20.10.2012 - 02:30 | Son Güncellenme:
Kültür Sanat Servisi
Gazeteci yazar Cengiz Çandar’ın Filistin’deki gerilla kampından Cumhurbaşkanlığı danışmanlığına uzanan maceralı, riskli 40 yılının hikayesini anlatan “Mezopotamya Ekspresi” İletişim Yayınları’ndan çıkıyor.
2 Kasım’da okurla buluşacak olan kitapta, Çandar’ın yaşam serüveninde tanıştığı, yoldaşlık ettiği, tarihe damga vuran birçok fikir ve eylem adamının portreleri, Ortadoğu’da tarihi dönemeçleri yaratan adımların nasıl atıldığının hikayeleri, yaşadığımız coğrafyada bihaber kaldığımız zamanların ve olayların ayrıntıları yer alıyor.

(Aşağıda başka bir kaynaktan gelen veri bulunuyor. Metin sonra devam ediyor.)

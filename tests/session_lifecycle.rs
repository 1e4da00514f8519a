use image::Rgba;
use povbridge::agent::Position;
use povbridge::bridge::SessionPhase;
use povbridge::demo::{FlatWorld, SimulatedAgent};
use povbridge::gl::{ContextFactory, DrawCall, GpuContext, SoftwareContextFactory, TextureId};
use povbridge::scene::VoxelViewerFactory;
use povbridge::{Backend, Bridge, BridgeConfig, DegradedReason};
use std::sync::atomic::{AtomicUsize, Ordering};
use std::sync::Arc;
use std::time::{Duration, Instant};

fn config() -> BridgeConfig {
    let mut cfg = BridgeConfig::default();
    cfg.view_distance = 1;
    cfg.spawn_delay = Duration::from_millis(20);
    cfg.settle_delay = Duration::from_millis(20);
    cfg
}

fn agent() -> Arc<SimulatedAgent> {
    Arc::new(SimulatedAgent::new("Agent", Arc::new(FlatWorld::default())))
}

#[test]
fn capture_before_ready_is_uniform_fallback() {
    let mut cfg = config();
    cfg.spawn_delay = Duration::from_secs(30);
    let bridge = Bridge::new(cfg, Backend::software()).unwrap();
    bridge.agent_spawned_blocking(agent()).unwrap();

    let outcome = bridge.capture_outcome_blocking().unwrap();
    assert_eq!(outcome.reason(), Some(&DegradedReason::NoSession));
    let img = outcome.image().pixels();
    assert_eq!(img.dimensions(), (640, 360));
    assert!(img.pixels().all(|p| *p == Rgba([0, 0, 0, 255])));

    let status = bridge.status_blocking().unwrap();
    assert_eq!(status.phase, SessionPhase::Bootstrapping);
    assert!(!status.viewer_ready);
    assert!(status.bot_connected);
}

#[test]
fn ready_session_renders_opaque_frames_with_hud() {
    let bridge = Bridge::new(config(), Backend::software()).unwrap();
    let agent = agent();
    agent.set_position(Position::new(10.0, 64.0, 10.0));
    agent.set_vitals(14.0, 18.0);
    agent.select_slot(3);
    bridge.agent_spawned_blocking(agent.clone()).unwrap();
    bridge.wait_ready_blocking(Duration::from_secs(30)).unwrap();

    let outcome = bridge.capture_outcome_blocking().unwrap();
    assert!(!outcome.is_degraded(), "{:?}", outcome.reason());
    let image = outcome.image();
    assert_eq!((image.width(), image.height()), (640, 360));
    assert!(image.is_opaque());

    // sky above the horizon, ground below it
    let px = image.pixels();
    assert_eq!(*px.get_pixel(320, 100), Rgba([120, 167, 255, 255]));
    assert_ne!(*px.get_pixel(320, 300), Rgba([120, 167, 255, 255]));

    let response = bridge.capture_blocking().unwrap();
    assert!(response.success);
    assert!(response.degraded.is_none());
    assert_eq!(response.decode_image().unwrap().dimensions(), (640, 360));
}

#[test]
fn respawn_while_pending_leaves_one_session() {
    let bridge = Bridge::new(config(), Backend::software()).unwrap();
    let first = agent();
    let second = Arc::new(SimulatedAgent::new("Second", Arc::new(FlatWorld::default())));

    bridge.agent_spawned_blocking(first).unwrap();
    bridge.agent_spawned_blocking(second).unwrap();
    let status = bridge.wait_ready_blocking(Duration::from_secs(30)).unwrap();
    assert!(status.has_session && status.has_context);
    assert_eq!(status.phase, SessionPhase::Ready);

    let connection = bridge.connection_blocking().unwrap();
    assert_eq!(connection.username.as_deref(), Some("Second"));
    assert!(!bridge.capture_outcome_blocking().unwrap().is_degraded());
}

#[test]
fn disconnect_returns_to_fallback() {
    let bridge = Bridge::new(config(), Backend::software()).unwrap();
    let agent = agent();
    bridge.agent_spawned_blocking(agent.clone()).unwrap();
    bridge.wait_ready_blocking(Duration::from_secs(30)).unwrap();

    agent.set_connected(false);
    let outcome = bridge.capture_outcome_blocking().unwrap();
    assert_eq!(outcome.reason(), Some(&DegradedReason::NoAgent));
    assert!(bridge.observation_blocking().unwrap().is_none());

    bridge.agent_disconnected_blocking().unwrap();
    let status = bridge.status_blocking().unwrap();
    assert_eq!(status.phase, SessionPhase::Idle);
    assert!(!status.has_session);
}

/// Software contexts that track how many are alive.
#[derive(Default)]
struct CountingContexts {
    live: Arc<AtomicUsize>,
}

struct CountedContext {
    inner: Box<dyn GpuContext>,
    live: Arc<AtomicUsize>,
}

impl Drop for CountedContext {
    fn drop(&mut self) {
        self.live.fetch_sub(1, Ordering::SeqCst);
    }
}

impl GpuContext for CountedContext {
    fn backend_name(&self) -> &'static str {
        self.inner.backend_name()
    }

    fn drawing_buffer_width(&self) -> u32 {
        self.inner.drawing_buffer_width()
    }

    fn drawing_buffer_height(&self) -> u32 {
        self.inner.drawing_buffer_height()
    }

    fn create_texture(&mut self) -> TextureId {
        self.inner.create_texture()
    }

    fn tex_image_2d(&mut self, texture: TextureId, width: u32, height: u32, pixels: &[u8]) -> povbridge::Result<()> {
        self.inner.tex_image_2d(texture, width, height, pixels)
    }

    fn clear(&mut self, rgba: [f32; 4]) {
        self.inner.clear(rgba)
    }

    fn draw(&mut self, call: &DrawCall<'_>) -> povbridge::Result<()> {
        self.inner.draw(call)
    }

    fn read_pixels(&mut self, x: u32, y: u32, width: u32, height: u32) -> povbridge::Result<Vec<u8>> {
        self.inner.read_pixels(x, y, width, height)
    }
}

impl ContextFactory for CountingContexts {
    fn name(&self) -> &'static str {
        "counting"
    }

    fn create(&self, width: u32, height: u32) -> povbridge::Result<Box<dyn GpuContext>> {
        let inner = SoftwareContextFactory.create(width, height)?;
        self.live.fetch_add(1, Ordering::SeqCst);
        Ok(Box::new(CountedContext {
            inner,
            live: self.live.clone(),
        }))
    }
}

#[test]
fn supersede_during_settle_releases_prior_context() {
    let mut cfg = config();
    cfg.viewport = povbridge::Viewport { width: 64, height: 36 };
    cfg.spawn_delay = Duration::ZERO;
    cfg.settle_delay = Duration::from_millis(1500);
    let contexts = CountingContexts::default();
    let live = contexts.live.clone();
    let backend = Backend {
        context: Arc::new(contexts),
        renderer: Arc::new(VoxelViewerFactory),
    };
    let bridge = Bridge::new(cfg, backend).unwrap();

    bridge.agent_spawned_blocking(agent()).unwrap();
    let deadline = Instant::now() + Duration::from_secs(10);
    while !bridge.status_blocking().unwrap().has_session {
        assert!(Instant::now() < deadline, "first session never constructed");
        std::thread::sleep(Duration::from_millis(5));
    }
    let status = bridge.status_blocking().unwrap();
    assert!(!status.viewer_ready);
    assert_eq!(live.load(Ordering::SeqCst), 1);

    let second = Arc::new(SimulatedAgent::new("Second", Arc::new(FlatWorld::default())));
    bridge.agent_spawned_blocking(second).unwrap();
    assert!(live.load(Ordering::SeqCst) <= 1);

    let status = bridge.wait_ready_blocking(Duration::from_secs(30)).unwrap();
    assert_eq!(status.phase, SessionPhase::Ready);
    assert_eq!(live.load(Ordering::SeqCst), 1);
    assert_eq!(
        bridge.connection_blocking().unwrap().username.as_deref(),
        Some("Second")
    );

    bridge.agent_disconnected_blocking().unwrap();
    assert_eq!(live.load(Ordering::SeqCst), 0);
}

Kitap, Çandar’ın Arafat’tan Talabani’ye, Barzani’den Öcalan’a, Özal’dan Erdoğan’a kadar pek çok isimle yaptığı özel görüşmelerini, Amerika, Suriye, Londra, Filistin, Irak hattında geçen hareketli yıllarını, Kürt sorununa çözüm bulmak için yaptığı çalışmaları, kaçak yaşadığı dönemi ve bugüne kadar hiçbir yerde yayımlanmamış anılarını da bir araya getiriyor. İşte kitaptan bir bölüm:
Talabani ile kahvaltı..
“1973 yılının ilk çeyreğinde, Lübnan’dan ayrılıp Avrupa’ya gitme planları yaptığım ve bunun organizasyonuna giriştiğim bir sırada Beyrut’ta bir kez daha bir araya geldiğim Abdülhamit yoldaş, bana aniden Celal Talabani ile görüşmek isteyip istemediğimi sordu. Celal Talabani Beyrut’taydı. Kendisine benden söz etmişlerdi ve eğer onunla görüşmek istersem, o hafta sonu, pazar günü birlikte kahvaltı edebilecektik. Bu öneri karşısında heyecanlandığımı itiraf etmeliyim. Celal Talabani, Irak’taki Kürt ayaklanmasının Molla Mustafa Barzani’den sonra gelen iki numaralı ismiydi. Sosyalist, hatta Maoist görüşlere sahip olmakla tanınıyordu. Onun adını, Molla Mustafa Barzani’den sonraki iki numara olmasının da ötesinde, Barzani’ye karşı önce 1964, daha sonra 1966 yılında tutuştuğu Irak’taki mini-Kürt iç savaşı vesilesiyle yıllar önce Türkiye basınında yer alan haberlerden de duymuştum. Dünyaca ünlü bir kişiyle tanışmak ve birlikte kahvaltı etmek önerisi beni heyecanlandırdı.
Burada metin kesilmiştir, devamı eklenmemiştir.